Secondly, the malware needs to actively receive information about the “google” parameters above. By default, this information is not present in the malware. It can be retrieved from a previous version of Meh, or by the RAT module. Unfortunately, due to the inoperable C&C servers during our analysis, we were not able to obtain information about which sites and advertising companies were actually attacked using Meh. By the generic design implemented in the malware, we suppose it could be any of them.
After the googleclickdate meets the condition for execution (the date has to be lower than the current time), the malware also checks if the user is active by obtaining the number of seconds from the user’s last interaction with the PC. If the user is inactive, it double checks that the Chrome browser was not used for a while. If the inactivity is sufficient, the evil operation happens.

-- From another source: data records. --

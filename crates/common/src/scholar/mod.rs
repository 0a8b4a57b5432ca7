//! Scholar search abstraction
//!
//! Provides a single interface over the publication search API:
//! - SerpApi Google Scholar client with rate-limit backoff
//! - Scripted mock client for tests
//!
//! Every implementation answers with `Ok(Some(response))`, `Ok(None)` when
//! no result could be obtained (rate limit exhausted, network failure), or a
//! terminal [`SearchError`].

mod retry;
mod serpapi;

#[cfg(any(test, feature = "test-util"))]
mod mock;

pub use crate::errors::SearchError;
pub use retry::{run_with_backoff, AttemptOutcome, RetryPolicy};
pub use serpapi::SerpApiClient;

#[cfg(any(test, feature = "test-util"))]
pub use mock::{organic_result, MockSearchClient};

use async_trait::async_trait;
use regex_lite::Regex;
use serde::{Deserialize, Serialize};
use std::sync::OnceLock;

/// Result type of a search query
pub type SearchResult<T> = std::result::Result<T, SearchError>;

/// Trait for publication search
#[async_trait]
pub trait ScholarSearch: Send + Sync {
    /// Search for `term`; `None` means no result could be obtained
    async fn query(&self, term: &str) -> SearchResult<Option<SearchResponse>>;
}

/// Search API response. Unknown fields are ignored, missing ones default.
#[derive(Debug, Clone, Default, PartialEq, Serialize, Deserialize)]
#[serde(default)]
pub struct SearchResponse {
    pub organic_results: Vec<OrganicResult>,
    /// Citation export entries, present on citation lookups
    pub results: Vec<BibResult>,
}

/// One matched publication
#[derive(Debug, Clone, Default, PartialEq, Serialize, Deserialize)]
#[serde(default)]
pub struct OrganicResult {
    pub title: String,
    pub link: String,
    pub result_id: String,
    pub snippet: String,
    pub publication_info: PublicationInfo,
}

#[derive(Debug, Clone, Default, PartialEq, Serialize, Deserialize)]
#[serde(default)]
pub struct PublicationInfo {
    pub authors: Vec<ResultAuthor>,
    /// Free text such as `"J Doe, A Roe - Physical Review D, 2007 - APS"`
    pub summary: String,
}

#[derive(Debug, Clone, Default, PartialEq, Serialize, Deserialize)]
#[serde(default)]
pub struct ResultAuthor {
    pub name: String,
}

#[derive(Debug, Clone, Default, PartialEq, Serialize, Deserialize)]
#[serde(default)]
pub struct BibResult {
    pub bib_entry: String,
}

impl OrganicResult {
    /// Trimmed title, `None` when blank
    pub fn title(&self) -> Option<&str> {
        let title = self.title.trim();
        (!title.is_empty()).then_some(title)
    }

    /// Result identifier used in place of a DOI, `None` when blank
    pub fn doi(&self) -> Option<&str> {
        let id = self.result_id.trim();
        (!id.is_empty()).then_some(id)
    }

    pub fn link(&self) -> Option<&str> {
        let link = self.link.trim();
        (!link.is_empty()).then_some(link)
    }

    /// Every listed author name, in order
    pub fn author_names(&self) -> impl Iterator<Item = &str> {
        self.publication_info
            .authors
            .iter()
            .map(|a| a.name.trim())
            .filter(|n| !n.is_empty())
    }

    /// First listed author, if any
    pub fn first_author(&self) -> Option<&str> {
        self.author_names().next()
    }

    /// Trimmed text before the first `-` of the summary; empty when nothing
    /// precedes it, `None` when the summary has no `-`
    pub fn summary_author(&self) -> Option<&str> {
        let (author, _) = self.publication_info.summary.split_once('-')?;
        Some(author.trim())
    }

    /// Last plausible publication year in the summary
    pub fn summary_year(&self) -> Option<i32> {
        static YEAR: OnceLock<Regex> = OnceLock::new();
        let re = YEAR.get_or_init(|| Regex::new(r"\b(18|19|20)\d{2}\b").expect("valid year pattern"));

        re.find_iter(&self.publication_info.summary)
            .last()
            .and_then(|m| m.as_str().parse().ok())
    }
}
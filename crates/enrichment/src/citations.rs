//! Citation collection
//!
//! Queries the search API with every stored title and replaces the
//! publication's citation rows with one row per organic result.

use crate::errors::EnrichmentError;
use pubforge_common::db::{CitationRow, DbPool, Repository};
use pubforge_common::metrics;
use pubforge_common::scholar::{OrganicResult, ScholarSearch};
use pubforge_common::UNKNOWN;
use sea_orm::TransactionTrait;
use serde::Serialize;
use std::sync::Arc;
use tracing::{error, info, instrument, warn};

#[derive(Debug, Clone, Default, PartialEq, Eq, Serialize)]
pub struct CitationReport {
    pub publications: usize,
    pub with_citations: usize,
    pub citations_stored: usize,
    pub no_results: usize,
    pub failed: usize,
}

pub struct CitationCollector {
    pool: DbPool,
    search: Arc<dyn ScholarSearch>,
}

fn citation_row(result: &OrganicResult) -> Option<CitationRow> {
    let title = result.title()?;
    Some(CitationRow {
        title: title.to_string(),
        author: Some(result.summary_author().unwrap_or(UNKNOWN).to_string()),
        year: result.summary_year(),
    })
}

impl CitationCollector {
    pub fn new(pool: DbPool, search: Arc<dyn ScholarSearch>) -> Self {
        Self { pool, search }
    }

    #[instrument(skip(self))]
    pub async fn collect_citations(&self) -> Result<CitationReport, EnrichmentError> {
        let publications = Repository::new(self.pool.conn()).publication_keys().await?;
        let mut report = CitationReport {
            publications: publications.len(),
            ..Default::default()
        };

        let txn = self.pool.begin().await?;

        for publication in publications {
            let response = match self.search.query(&publication.title).await {
                Ok(Some(response)) if !response.organic_results.is_empty() => response,
                Ok(_) => {
                    warn!(title = %publication.title, "No results for publication");
                    report.no_results += 1;
                    continue;
                }
                Err(e) => {
                    error!(publication_id = publication.id, error = %e, "Citation lookup failed");
                    metrics::record_item_failure("citations");
                    report.failed += 1;
                    continue;
                }
            };

            let rows: Vec<CitationRow> = response
                .organic_results
                .iter()
                .filter_map(citation_row)
                .collect();
            if rows.is_empty() {
                warn!(title = %publication.title, "No titled results for publication");
                report.no_results += 1;
                continue;
            }

            let savepoint = txn.begin().await?;
            match Repository::new(&savepoint)
                .replace_citations(publication.id, &rows)
                .await
            {
                Ok(stored) => {
                    savepoint.commit().await?;
                    report.with_citations += 1;
                    report.citations_stored += stored;
                }
                Err(e) => {
                    savepoint.rollback().await?;
                    error!(publication_id = publication.id, error = %e, "Citations could not be stored");
                    metrics::record_item_failure("citations");
                    report.failed += 1;
                }
            }
        }

        txn.commit().await?;

        info!(
            publications = report.publications,
            with_citations = report.with_citations,
            stored = report.citations_stored,
            no_results = report.no_results,
            failed = report.failed,
            "Citation collection completed"
        );
        Ok(report)
    }
}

The malware disables twelve browser extensions (see below) by renaming their folders (by appending them with an underscore “_
”). These extension folders can be usually found in the Local AppData location:C:\Users\<user>\AppData\Local\Google\Chrome\User Data\Default\Extensions\
The extensions which are disabled (if installed), can be found in the table below:
Extension ID | Name |
gighmmpiobklfepjocnamgkkbiglidom | AdBlock |
ghbmnnjooekpmoecnnnilnnbdlolhkhi | Google Docs Offline |
pkedcjkdefgpdelpbcmbmeomcjbeemfm | Chrome Media Router |
cfhdojbkjhnklbpkdaibdccddilifddb | Adblock Plus |
cjpalhdlnbpafiamejdnhcphjbkeiagm | uBlock Origin |
epcnnfbjfcgphgdmggkamkmgojdagdnn | uBlock – free ad blocker |
kacljcbejojnapnmiifgckbafkojcncf | Ad-Blocker |
gginmiamniniinhbipmknjiefidjlnob | Easy AdBlocker |
alplpnakfeabeiebipdmaenpmbgknjce | Adblocker for Chrome – NoAds |
ohahllgiabjaoigichmmfljhkcfikeof | AdBlocker Ultimate |
lmiknjkanfacinilblfjegkpajpcpjce | uBlock – AdBlock Tool for Chrome |
lalfpjdbhpmnhfofkckdpkljeilmogfl | Hola ad remover |
After all the extensions are disabled, googleclickdate is set to the next day, suggesting the fraud happens once a day by default.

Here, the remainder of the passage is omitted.